* **WORK REQUEST**:
Wherever a line below holds the word "health", copy that line.

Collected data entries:
=== Begin Enclosure ===

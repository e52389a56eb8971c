pub mod geospatial;
pub mod health;
pub mod narratives;
pub mod probability;
pub mod timeline;

use axum::{Router, routing::get};

use crate::state::AppState;

/// Assemble the full API surface. Layers (trace, CORS) are applied in main.
pub fn app_router(state: AppState) -> Router {
    Router::new()
        .route("/", get(health::root))
        .route("/health", get(health::health_check))
        .route("/api/timeline/events", get(timeline::get_timeline_events))
        .route("/api/timeline/summary", get(timeline::get_timeline_summary))
        .route("/api/probability/analyze", get(probability::analyze_probability))
        .route("/api/probability/categories", get(probability::get_categories))
        .route(
            "/api/probability/historical",
            get(probability::get_historical_probabilities),
        )
        .route("/api/narratives/clusters", get(narratives::get_narrative_clusters))
        .route("/api/narratives/trends", get(narratives::get_narrative_trends))
        .route(
            "/api/narratives/cluster/{cluster_id}",
            get(narratives::get_cluster_details),
        )
        .route("/api/geospatial/points", get(geospatial::get_geospatial_points))
        .route("/api/geospatial/heatmap", get(geospatial::get_heatmap_data))
        .route("/api/geospatial/regions", get(geospatial::get_regions))
        .route("/api/geospatial/clusters", get(geospatial::get_spatial_clusters))
        .with_state(state)
}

=== End Enclosure ===

* **ANSWER AREA**:
pub mod health;
        .route("/", get(health::root))
        .route("/health", get(health::health_check))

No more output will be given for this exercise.